**Source information**:
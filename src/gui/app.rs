//! Growth Curves Main Application
//! Native window hosting the chart, and the surface that opens it.

use crate::charts::{Chart, ChartError, ChartSurface, LegendPlacement};
use crate::data::Domain;
use crate::gui::ChartViewer;
use log::{info, warn};
use std::ffi::OsString;
use std::sync::Arc;
use thiserror::Error;

#[derive(Error, Debug)]
pub enum WindowError {
    #[error(transparent)]
    Chart(#[from] ChartError),
    #[error("Display unavailable: {0}")]
    DisplayUnavailable(String),
}

/// Native window settings.
#[derive(Debug, Clone)]
pub struct WindowOptions {
    pub title: String,
    pub inner_size: [f32; 2],
    pub min_inner_size: [f32; 2],
}

impl Default for WindowOptions {
    fn default() -> Self {
        Self {
            title: "Growth Curves".to_string(),
            inner_size: [900.0, 600.0],
            min_inner_size: [600.0, 400.0],
        }
    }
}

/// Main application window.
pub struct GrowthCurveApp {
    viewer: ChartViewer,
}

impl GrowthCurveApp {
    pub fn new(_cc: &eframe::CreationContext<'_>, title: String, chart: Chart) -> Self {
        Self {
            viewer: ChartViewer::new(title, chart),
        }
    }
}

impl eframe::App for GrowthCurveApp {
    fn update(&mut self, ctx: &egui::Context, _frame: &mut eframe::Frame) {
        egui::CentralPanel::default().show(ctx, |ui| {
            self.viewer.show(ui);
        });
    }
}

/// Check that an X11 or Wayland display is configured.
///
/// `lookup` reads an environment variable; unset and empty are treated alike.
pub fn probe_unix_display<F>(lookup: F) -> Result<(), WindowError>
where
    F: Fn(&str) -> Option<OsString>,
{
    let has = |key: &str| lookup(key).is_some_and(|v| !v.is_empty());
    if has("DISPLAY") || has("WAYLAND_DISPLAY") {
        Ok(())
    } else {
        Err(WindowError::DisplayUnavailable(
            "neither DISPLAY nor WAYLAND_DISPLAY is set".to_string(),
        ))
    }
}

/// Fail fast instead of letting the windowing backend hang or abort.
#[cfg(all(unix, not(any(target_os = "macos", target_os = "ios", target_os = "android"))))]
fn check_display() -> Result<(), WindowError> {
    probe_unix_display(|key| std::env::var_os(key))
}

#[cfg(not(all(unix, not(any(target_os = "macos", target_os = "ios", target_os = "android")))))]
fn check_display() -> Result<(), WindowError> {
    Ok(())
}

/// Surface that shows the chart in a native window and blocks until closed.
pub struct WindowSurface {
    chart: Chart,
    options: WindowOptions,
}

impl WindowSurface {
    pub fn new(options: WindowOptions) -> Self {
        Self {
            chart: Chart::new(),
            options,
        }
    }

    fn native_options(&self) -> eframe::NativeOptions {
        eframe::NativeOptions {
            viewport: egui::ViewportBuilder::default()
                .with_inner_size(self.options.inner_size)
                .with_min_inner_size(self.options.min_inner_size)
                .with_title(&self.options.title),
            ..Default::default()
        }
    }
}

impl ChartSurface for WindowSurface {
    type Output = ();
    type Error = WindowError;

    fn add_curve(
        &mut self,
        domain: &Arc<Domain>,
        values: &[Option<f64>],
        label: &str,
    ) -> Result<(), ChartError> {
        self.chart.add_curve(domain, values, label)
    }

    fn show_legend(&mut self, placement: LegendPlacement) {
        self.chart.show_legend(placement);
    }

    fn display(self) -> Result<(), WindowError> {
        if let Err(e) = check_display() {
            warn!("{}", e);
            return Err(e);
        }

        let native_options = self.native_options();
        let Self { chart, options } = self;
        let title = options.title;
        let app_name = title.clone();
        info!("opening window with {} curve(s)", chart.series().len());

        eframe::run_native(
            &app_name,
            native_options,
            Box::new(move |cc| Ok(Box::new(GrowthCurveApp::new(cc, title, chart)))),
        )
        .map_err(|e| WindowError::DisplayUnavailable(e.to_string()))?;

        info!("window closed");
        Ok(())
    }
}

**Task instructions**:
Set down the lines of the listing above verbatim, first line through the line containing "#[derive(Error, Debug)]", inclusive; add no other lines.

**Answer box**:
filename src/gui/app.rs
//! Growth Curves Main Application
//! Native window hosting the chart, and the surface that opens it.

use crate::charts::{Chart, ChartError, ChartSurface, LegendPlacement};
use crate::data::Domain;
use crate::gui::ChartViewer;
use log::{info, warn};
use std::ffi::OsString;
use std::sync::Arc;
use thiserror::Error;

#[derive(Error, Debug)]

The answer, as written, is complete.